As part of Trans Awareness Week, Charlton Invicta's Julia shares her story.
Julia joined Charlton Invicta in 2020 and plays as a striker in the mixed London Unity League. She also plays for Stonewall FC’s Women and Non-Binary team.
I’d moved to south-east London and wanted to get back into team sport to get fit while having fun and making friends, but I didn’t know where to start as an LGBTQ+ woman. After hearing about Invicta through Charlton Athletic’s Proud Valiants supporters group, I gave mixed inclusive football a go down the road at Sparrows Lane and I haven’t looked back since. I was nervous at first – I didn’t know how I’d fit in at a mixed team and it took a while to pick up my first touch! But football was a vital outlet throughout Covid and I’ve come away with many fond memories, from a brace in a derby against Millwall Pride to a GFSN away trip to Dublin.
While Stonewall FC are Invicta’s rivals in the London Unity League, they also launched a Women and Non-Binary team in 2021. Julia balances her time (and loyalties) between both teams and Invicta vs Stonewall fixtures are a personal highlight every season!
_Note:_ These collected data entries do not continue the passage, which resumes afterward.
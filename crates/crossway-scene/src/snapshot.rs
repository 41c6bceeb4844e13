//! Snapshot wire types
//!
//! Field names mirror the simulation server's JSON payloads exactly
//! (camelCase). Heading and signal-state strings arrive in whatever case
//! the server model uses, so both parse case-insensitively.

use serde::{Deserialize, Deserializer, Serialize};

/// Discrete orientation hint used by roads, vehicles, and signals
#[derive(Clone, Copy, Debug, PartialEq, Eq, Serialize)]
#[serde(rename_all = "lowercase")]
pub enum Heading {
    Up,
    Down,
    Left,
    Right,
}

impl<'de> Deserialize<'de> for Heading {
    fn deserialize<D: Deserializer<'de>>(deserializer: D) -> Result<Self, D::Error> {
        let raw = String::deserialize(deserializer)?;
        Ok(match raw.to_ascii_lowercase().as_str() {
            "up" => Heading::Up,
            "down" => Heading::Down,
            "left" => Heading::Left,
            _ => Heading::Right,
        })
    }
}

/// Traffic signal state. Unknown strings map to Red so an extended server
/// state set fails safe instead of failing the whole snapshot.
#[derive(Clone, Copy, Debug, PartialEq, Eq, Serialize)]
#[serde(rename_all = "lowercase")]
pub enum SignalState {
    Red,
    Green,
}

impl<'de> Deserialize<'de> for SignalState {
    fn deserialize<D: Deserializer<'de>>(deserializer: D) -> Result<Self, D::Error> {
        let raw = String::deserialize(deserializer)?;
        Ok(match raw.to_ascii_lowercase().as_str() {
            "green" => SignalState::Green,
            _ => SignalState::Red,
        })
    }
}

/// Body of the model-initialization request
#[derive(Clone, Debug, Serialize)]
#[serde(rename_all = "camelCase")]
pub struct InitRequest {
    pub map_file: String,
    pub map_dict: String,
}

/// Response to the initialization request; width/height are the grid
/// extent used to center the camera target
#[derive(Clone, Debug, Deserialize)]
pub struct InitResponse {
    #[serde(default)]
    pub message: Option<String>,
    pub width: u32,
    pub height: u32,
}

/// One polled vehicle record
#[derive(Clone, Debug, Deserialize)]
pub struct AgentRecord {
    pub id: String,
    pub x: f32,
    pub y: f32,
    pub z: f32,
    #[serde(default)]
    pub orientation: Option<Heading>,
}

/// One polled traffic-signal record
#[derive(Clone, Debug, Deserialize)]
pub struct LightRecord {
    pub id: String,
    pub x: f32,
    pub y: f32,
    pub z: f32,
    #[serde(default)]
    pub orientation: Option<Heading>,
    pub state: SignalState,
}

/// A point-in-time snapshot of all dynamic entities
#[derive(Clone, Debug, Default, Deserialize)]
#[serde(rename_all = "camelCase")]
pub struct AgentSnapshot {
    #[serde(default)]
    pub agent_positions: Vec<AgentRecord>,
    #[serde(default)]
    pub light_positions: Vec<LightRecord>,
}

/// One static environment record
#[derive(Clone, Debug, Deserialize)]
pub struct EnvRecord {
    pub id: String,
    pub x: f32,
    pub y: f32,
    pub z: f32,
    #[serde(default)]
    pub direction: Option<Heading>,
}

/// Static environment, partitioned by kind
#[derive(Clone, Debug, Default, Deserialize)]
pub struct EnvironmentPositions {
    #[serde(default)]
    pub road: Vec<EnvRecord>,
    #[serde(default)]
    pub building: Vec<EnvRecord>,
    #[serde(default)]
    pub destination: Vec<EnvRecord>,
}

/// Response to the environment fetch, consumed once at startup
#[derive(Clone, Debug, Default, Deserialize)]
pub struct EnvironmentSnapshot {
    #[serde(default)]
    pub positions: EnvironmentPositions,
}

/// Response to the step/advance call
#[derive(Clone, Debug, Deserialize)]
#[serde(rename_all = "camelCase")]
pub struct StepResponse {
    #[serde(default)]
    pub message: Option<String>,
    #[serde(default)]
    pub current_step: Option<u64>,
}

/// Aggregate simulation statistics
#[derive(Clone, Copy, Debug, Default, Deserialize)]
#[serde(rename_all = "camelCase")]
pub struct CurrentStats {
    #[serde(default)]
    pub active_cars: u32,
    #[serde(default)]
    pub cars_finished: u32,
    #[serde(default)]
    pub traffic_density: f32,
    #[serde(default)]
    pub current_step: u64,
}

/// Response to the stats fetch
#[derive(Clone, Copy, Debug, Default, Deserialize)]
#[serde(rename_all = "camelCase")]
pub struct StatsResponse {
    #[serde(default)]
    pub current_stats: CurrentStats,
}

#[cfg(test)]
mod tests {
    use super::*;

    #[test]
    fn agent_snapshot_parses_server_payload() {
        let json = r#"{
            "agentPositions": [{"id": "v7", "x": 4, "y": 1, "z": 9}],
            "lightPositions": [
                {"id": "l1", "x": 2, "y": 1, "z": 3, "orientation": "Left", "state": "red"},
                {"id": "l2", "x": 5, "y": 1, "z": 3, "orientation": "up", "state": "GREEN"}
            ]
        }"#;
        let snap: AgentSnapshot = serde_json::from_str(json).unwrap();
        assert_eq!(snap.agent_positions.len(), 1);
        assert_eq!(snap.agent_positions[0].id, "v7");
        assert_eq!(snap.agent_positions[0].orientation, None);
        assert_eq!(snap.light_positions[0].state, SignalState::Red);
        assert_eq!(snap.light_positions[0].orientation, Some(Heading::Left));
        assert_eq!(snap.light_positions[1].state, SignalState::Green);
        assert_eq!(snap.light_positions[1].orientation, Some(Heading::Up));
    }

    #[test]
    fn unknown_signal_state_fails_safe_to_red() {
        let json = r#"{"id": "l9", "x": 0, "y": 0, "z": 0, "state": "yellow"}"#;
        let light: LightRecord = serde_json::from_str(json).unwrap();
        assert_eq!(light.state, SignalState::Red);
    }

    #[test]
    fn environment_parses_partitioned_positions() {
        let json = r#"{
            "positions": {
                "road": [{"id": "r1", "x": 0, "y": 1, "z": 0, "direction": "Down"}],
                "building": [{"id": "b1", "x": 3, "y": 1, "z": 4}],
                "destination": [{"id": "d1", "x": 7, "y": 1, "z": 2}]
            }
        }"#;
        let env: EnvironmentSnapshot = serde_json::from_str(json).unwrap();
        assert_eq!(env.positions.road[0].direction, Some(Heading::Down));
        assert_eq!(env.positions.building.len(), 1);
        assert_eq!(env.positions.destination[0].id, "d1");
    }

    #[test]
    fn init_request_serializes_camel_case() {
        let body = InitRequest {
            map_file: "maps/base.txt".to_string(),
            map_dict: "maps/dict.json".to_string(),
        };
        let json = serde_json::to_string(&body).unwrap();
        assert!(json.contains("\"mapFile\""));
        assert!(json.contains("\"mapDict\""));
    }

    #[test]
    fn stats_parse_with_defaults() {
        let stats: StatsResponse = serde_json::from_str(
            r#"{"currentStats": {"activeCars": 12, "carsFinished": 3,
                "trafficDensity": 0.4, "currentStep": 88}}"#,
        )
        .unwrap();
        assert_eq!(stats.current_stats.active_cars, 12);
        assert_eq!(stats.current_stats.current_step, 88);

        let empty: StatsResponse = serde_json::from_str("{}").unwrap();
        assert_eq!(empty.current_stats.active_cars, 0);
    }
}
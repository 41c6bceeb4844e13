//! Procedural mesh primitives
//!
//! Static entity kinds (roads, buildings, destinations, traffic lights)
//! render as colored boxes; only vehicles and wheels use authored meshes.
//! Output matches the mesh loader's expanded layout: 36 vertices, no
//! index buffer, per-face normals.

use crossway_mesh::MeshData;

/// Create a box mesh centered on the origin with the given dimensions.
///
/// Emits 12 triangles as 36 expanded vertices so the result can share the
/// flat-vertex-buffer draw path with loaded meshes.
pub fn create_box_mesh(width: f32, height: f32, depth: f32, color: [f32; 4]) -> MeshData {
    let hw = width / 2.0;
    let hh = height / 2.0;
    let hd = depth / 2.0;

    // Four corners + outward normal per face
    let faces: [([f32; 3], [[f32; 3]; 4]); 6] = [
        // back (-z)
        (
            [0.0, 0.0, -1.0],
            [[-hw, -hh, -hd], [hw, -hh, -hd], [hw, hh, -hd], [-hw, hh, -hd]],
        ),
        // front (+z)
        (
            [0.0, 0.0, 1.0],
            [[hw, -hh, hd], [-hw, -hh, hd], [-hw, hh, hd], [hw, hh, hd]],
        ),
        // left (-x)
        (
            [-1.0, 0.0, 0.0],
            [[-hw, -hh, hd], [-hw, -hh, -hd], [-hw, hh, -hd], [-hw, hh, hd]],
        ),
        // right (+x)
        (
            [1.0, 0.0, 0.0],
            [[hw, -hh, -hd], [hw, -hh, hd], [hw, hh, hd], [hw, hh, -hd]],
        ),
        // bottom (-y)
        (
            [0.0, -1.0, 0.0],
            [[-hw, -hh, hd], [hw, -hh, hd], [hw, -hh, -hd], [-hw, -hh, -hd]],
        ),
        // top (+y)
        (
            [0.0, 1.0, 0.0],
            [[-hw, hh, -hd], [hw, hh, -hd], [hw, hh, hd], [-hw, hh, hd]],
        ),
    ];

    let mut mesh = MeshData::default();
    for (normal, corners) in faces {
        for idx in [0, 1, 2, 0, 2, 3] {
            mesh.positions.push(corners[idx]);
            mesh.normals.push(normal);
            mesh.colors.push(color);
            mesh.uvs.push([0.0, 0.0]);
        }
    }
    mesh
}

#[cfg(test)]
mod tests {
    use super::*;

    #[test]
    fn box_mesh_is_fully_expanded() {
        let mesh = create_box_mesh(1.0, 2.0, 3.0, [1.0; 4]);
        assert_eq!(mesh.vertex_count(), 36);
        assert_eq!(mesh.normals.len(), 36);
        assert_eq!(mesh.colors.len(), 36);
    }

    #[test]
    fn box_mesh_bounds_match_dimensions() {
        let mesh = create_box_mesh(1.0, 2.0, 3.0, [1.0; 4]);
        let bounds = mesh.bounds().unwrap();
        assert_eq!(bounds.size(), [1.0, 2.0, 3.0]);
        assert_eq!(bounds.min, [-0.5, -1.0, -1.5]);
    }

    #[test]
    fn box_normals_are_axis_aligned_units() {
        let mesh = create_box_mesh(1.0, 1.0, 1.0, [1.0; 4]);
        for n in &mesh.normals {
            let len = (n[0] * n[0] + n[1] * n[1] + n[2] * n[2]).sqrt();
            assert!((len - 1.0).abs() < 1e-6);
            assert_eq!(n.iter().filter(|c| c.abs() > 0.5).count(), 1);
        }
    }
}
But mainstream football often isn’t inclusive and discrimination remains rife from the stands and on grassroots pitches. LGBTQ+ players are still subject to homophobic and transphobic taunts and violence, no Premier League player has come out as gay, and the last two men’s World Cups have been hosted by countries that criminalise LGBTQ+ identities. Women’s football is more welcoming but faces its own challenges – teams are still deprived of resources and pitches 50 years after the FA ban was lifted and One Love armbands were also banned at the Women’s World Cup.
Transgender Awareness Week reminds us that 2023 is a particularly difficult time to be transgender. The government is stirring culture wars and bigotry while seeking to strip trans people of their rights, from undermining gender recognition to banning trans women from female NHS wards. The picture is no better around the world, with similar narratives playing out in the US and elsewhere while many parts of the world remain actively dangerous for trans people. In football, FA rules and processes make participation in affiliated football a minefield for trans people.
This makes spaces that welcome trans footballers all the more important, where marginalised communities can come together and enjoy the game that most take for granted. Seemingly small steps like sharing names and pronouns and offering inclusive changing rooms break down barriers and empower people to take that first step onto a pitch, often after a lifetime of being excluded. A game of football does not solve the suffering trans people face in the wider world, but those worries and traumas can be set aside for 90 minutes by two teams and a football, even on a cold and wet November evening.